▶ **What the exercise asks**:
The entries are to be output once more, word for word.

[Saved data entries]

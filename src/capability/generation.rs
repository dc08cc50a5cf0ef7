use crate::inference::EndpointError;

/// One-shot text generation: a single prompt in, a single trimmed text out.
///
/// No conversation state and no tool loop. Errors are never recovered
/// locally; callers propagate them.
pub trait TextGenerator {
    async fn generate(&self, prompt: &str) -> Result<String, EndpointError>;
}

▶ **Solution for this exercise**:
filename src/capability/generation.rs
repository dc08cc50a5cf0ef7
use crate::inference::EndpointError;

/// One-shot text generation: a single prompt in, a single trimmed text out.
///
/// No conversation state and no tool loop. Errors are never recovered
/// locally; callers propagate them.
pub trait TextGenerator {
    async fn generate(&self, prompt: &str) -> Result<String, EndpointError>;
}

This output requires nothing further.